**Work to complete:** Return only the stretch of the material below that begins with the line containing "let mut v: Vec<u32>" and ends with the line containing "fn matches_std_sort(input in", exactly; both of those lines belong to it.

===== Supplied material =====

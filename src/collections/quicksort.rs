//! In-place quicksort with median-of-three pivots and Lomuto partitioning.
//!
//! Average O(n log n). Median-of-three keeps sorted and reverse-sorted input
//! fast, but crafted "median-of-three killer" sequences still degrade to
//! O(n²). Not stable. Recursion only descends into the smaller partition, so
//! stack depth stays O(log n) regardless.
//!
//! Works on anything that derefs to a slice: arrays, `Vec`s, sub-slices.

use std::cmp::Ordering;
use std::convert::Infallible;

use super::CollectionError;

/// Sort by `T`'s natural order.
pub fn sort<T: Ord>(items: &mut [T]) {
    sort_by(items, T::cmp);
}

/// Sort by an explicit comparator.
pub fn sort_by<T, F>(items: &mut [T], mut cmp: F)
where
    F: FnMut(&T, &T) -> Ordering,
{
    let sorted: Result<(), Infallible> = quicksort(items, &mut |a: &T, b: &T| Ok(cmp(a, b)));
    match sorted {
        Ok(()) => {}
        Err(never) => match never {},
    }
}

/// Natural-order sort for partially ordered items (e.g. floats).
///
/// Fails with `InvalidArgument` at the first pair that has no ordering;
/// the slice is then left in an unspecified permutation of its input.
pub fn try_sort<T: PartialOrd>(items: &mut [T]) -> Result<(), CollectionError> {
    try_sort_by(items, |a: &T, b: &T| {
        a.partial_cmp(b)
            .ok_or(CollectionError::InvalidArgument("elements have no natural ordering"))
    })
}

/// Sort by a comparator that may refuse to compare.
pub fn try_sort_by<T, F, E>(items: &mut [T], mut cmp: F) -> Result<(), E>
where
    F: FnMut(&T, &T) -> Result<Ordering, E>,
{
    quicksort(items, &mut cmp)
}

fn quicksort<T, E>(
    mut items: &mut [T],
    cmp: &mut impl FnMut(&T, &T) -> Result<Ordering, E>,
) -> Result<(), E> {
    while items.len() > 1 {
        let pivot = partition(items, cmp)?;
        let (left, rest) = std::mem::take(&mut items).split_at_mut(pivot);
        let right = &mut rest[1..];
        if left.len() < right.len() {
            quicksort(left, cmp)?;
            items = right;
        } else {
            quicksort(right, cmp)?;
            items = left;
        }
    }
    Ok(())
}

/// Partition around the median of first, middle and last; returns the
/// pivot's final index. Everything left of it compares `<=` the pivot.
fn partition<T, E>(
    items: &mut [T],
    cmp: &mut impl FnMut(&T, &T) -> Result<Ordering, E>,
) -> Result<usize, E> {
    let high = items.len() - 1;
    let mid = high / 2;

    if cmp(&items[0], &items[mid])? == Ordering::Greater {
        items.swap(0, mid);
    }
    if cmp(&items[0], &items[high])? == Ordering::Greater {
        items.swap(0, high);
    }
    if cmp(&items[mid], &items[high])? == Ordering::Greater {
        items.swap(mid, high);
    }
    items.swap(mid, high);

    let mut store = 0;
    for j in 0..high {
        if cmp(&items[j], &items[high])? != Ordering::Greater {
            items.swap(store, j);
            store += 1;
        }
    }
    items.swap(store, high);
    Ok(store)
}

#[cfg(test)]
mod tests {
    use super::*;
    use proptest::prelude::*;

    fn sorted_copy(v: &[i32]) -> Vec<i32> {
        let mut out = v.to_vec();
        out.sort();
        out
    }

    #[test]
    fn empty_and_single() {
        let mut empty: Vec<i32> = vec![];
        sort(&mut empty);
        assert!(empty.is_empty());
        let mut one = [7];
        sort(&mut one);
        assert_eq!(one, [7]);
    }

    #[test]
    fn fixed_size_array() {
        let mut arr = [5, 3, 9, 1, 1, 8];
        sort(&mut arr);
        assert_eq!(arr, [1, 1, 3, 5, 8, 9]);
    }

    #[test]
    fn duplicates_sorted_and_reversed() {
        let dups = vec![4, 4, 1, 4, 1, 1, 4];
        let ascending: Vec<i32> = (0..500).collect();
        let descending: Vec<i32> = (0..500).rev().collect();
        for input in [dups, ascending, descending] {
            let mut v = input.clone();
            sort(&mut v);
            assert_eq!(v, sorted_copy(&input));
        }
    }

    #[test]
    fn all_equal() {
        let mut v = vec![3; 1000];
        sort(&mut v);
        assert_eq!(v, vec![3; 1000]);
    }

    #[test]
    fn comparator_descending() {
        let mut v = vec!["b", "c", "a"];
        sort_by(&mut v, |a, b| b.cmp(a));
        assert_eq!(v, vec!["c", "b", "a"]);
    }

    #[test]
    fn sort_by_key_field() {
        let mut sites = vec![("B", 3u64), ("A", 10), ("C", 3)];
        sort_by(&mut sites, |a, b| b.1.cmp(&a.1).then(a.0.cmp(b.0)));
        assert_eq!(sites, vec![("A", 10), ("B", 3), ("C", 3)]);
    }

    #[test]
    fn try_sort_orders_floats() {
        let mut v = vec![2.5, -1.0, 0.0, 9.75];
        try_sort(&mut v).unwrap();
        assert_eq!(v, vec![-1.0, 0.0, 2.5, 9.75]);
    }

    #[test]
    fn try_sort_rejects_incomparable() {
        let mut v = vec![1.0, f64::NAN, 0.5];
        let err = try_sort(&mut v).unwrap_err();
        assert_eq!(err, CollectionError::InvalidArgument("elements have no natural ordering"));
        // still a permutation of the input
        assert_eq!(v.len(), 3);
        assert_eq!(v.iter().filter(|x| x.is_nan()).count(), 1);
    }

    #[test]
    fn try_sort_trivial_inputs_never_compare() {
        let mut v = vec![f64::NAN];
        assert!(try_sort(&mut v).is_ok());
        let mut v: Vec<f64> = vec![];
        assert!(try_sort(&mut v).is_ok());
    }

    #[test]
    fn large_sorted_input_is_fine() {
        let mut v: Vec<u32> = (0..100_000).collect();
        sort(&mut v);
        assert!(v.windows(2).all(|w| w[0] <= w[1]));
    }

    proptest! {
        #[test]
        fn matches_std_sort(input in prop::collection::vec(-50i32..50, 0..400)) {
            let mut v = input.clone();
            sort(&mut v);
            prop_assert_eq!(v, sorted_copy(&input));
        }
    }
}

=====

**Task answer:**
        let mut v: Vec<u32> = (0..100_000).collect();
        sort(&mut v);
        assert!(v.windows(2).all(|w| w[0] <= w[1]));
    }

    proptest! {
        #[test]
        fn matches_std_sort(input in prop::collection::vec(-50i32..50, 0..400)) {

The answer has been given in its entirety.